Le service des esclaves ne se bornait pas à voguer : les esclaves allaient faire l’eau et le bois ; à eux seuls revenaient toutes les corvées. On les reconnaissait, au milieu des autres galériens, à la touffe de cheveux qu’ils portaient au sommet de la tête ; le reste du crâne était rasé. « Qui nous délivrera, s’écriait un des capitaines de la flotte commandée par le duc de Vivonne, de toute cette vilaine engeance ? Quand donc lui substituera-t-on des hommes libres ? » Nous avons vu ce que pensait le capitaine Pantero Pantera des facilités qu’eût rencontrées ce mode de recrutement.

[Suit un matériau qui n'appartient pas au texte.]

//! The store object every consumer holds.
//!
//! A [`Database`] owns the connection pool, the [`ReadinessGuard`] and the [`StoreSettings`].
//! Entity stores are borrowed from it (`db.clouds()`, `db.models()`, ...) and run each operation
//! through [`Database::run`], which checks readiness, races the operation against its
//! [`OpContext`], translates failures and records metrics.

use std::future::Future;
use std::time::Instant;

use futures::TryFutureExt;
use sqlx::pool::PoolConnection;
use sqlx::postgres::{PgArguments, PgRow};
use sqlx::query::QueryAs;
use sqlx::{FromRow, PgPool, Postgres};
use tracing::{debug, error, info, instrument, warn};

use crate::db::context::{Interruption, OpContext};
use crate::db::errors::{DbError, ErrorCode, Failure, Op, Result, Subject};
use crate::db::handlers::{CloudCredentials, CloudRegions, Clouds, Controllers, Identities, Models};
use crate::db::metrics;
use crate::db::models::access::AccessLevel;
use crate::db::preload::{Hydrate, PreloadGraph};
use crate::db::readiness::{MigrationStart, ReadinessGuard, ReadinessState};
use crate::types::EntityKind;

/// Drops every table owned by the store, and the migration ledger.
const RESET_SQL: &str = r#"
DROP TABLE IF EXISTS
    identity_model_access,
    identity_cloud_credential_access,
    identity_cloud_access,
    models,
    cloud_credentials,
    cloud_region_controller_priorities,
    controllers,
    cloud_regions,
    clouds,
    identities,
    _sqlx_migrations
CASCADE
"#;

/// Behaviour knobs for the store, usually taken from [`crate::config::Config`].
#[derive(Debug, Clone, PartialEq, Eq)]
pub struct StoreSettings {
    /// Controller access given to identities created on first reference.
    pub default_controller_access: AccessLevel,
    /// Rows hydrated per batch while iterating.
    pub iteration_batch_size: usize,
}

impl Default for StoreSettings {
    fn default() -> Self {
        Self {
            default_controller_access: AccessLevel::AddModel,
            iteration_batch_size: 100,
        }
    }
}

/// Either a store failure or the caller's own callback error.
enum IterError<E> {
    Store(DbError),
    Callback(E),
}

#[derive(Debug)]
pub struct Database {
    pool: Option<PgPool>,
    readiness: ReadinessGuard,
    settings: StoreSettings,
}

Le frère du grand ministre, fondateur, après Richelieu, de la marine française, Colbert de Maulevrier, qui venait de faire la campagne de 1666, sur les côtes de Candie, écrivait à son frère : « En fait de galériens, il n’y a que les forçats qui puissent bien servir. » Les buonevoglie offraient cependant certains avantages : d’abord ils dépensaient leur solde sur les galères et contribuaient ainsi au bien-être du reste de la chiourme ; de plus, pendant le combat, on pouvait les armer et les déferrer. À bord des galères de Malte, les chevaliers comptaient sur eux « pour avoir l’œil sur les Turcs. » Ils les traitaient avec une certaine distinction, les autorisaient, pendant le jour, à se promener sur la galère avec une seule manille au pied, et ne les remettaient à la chaîne que la nuit. Enfin on leur rasait simplement la tête et on respectait leur moustache.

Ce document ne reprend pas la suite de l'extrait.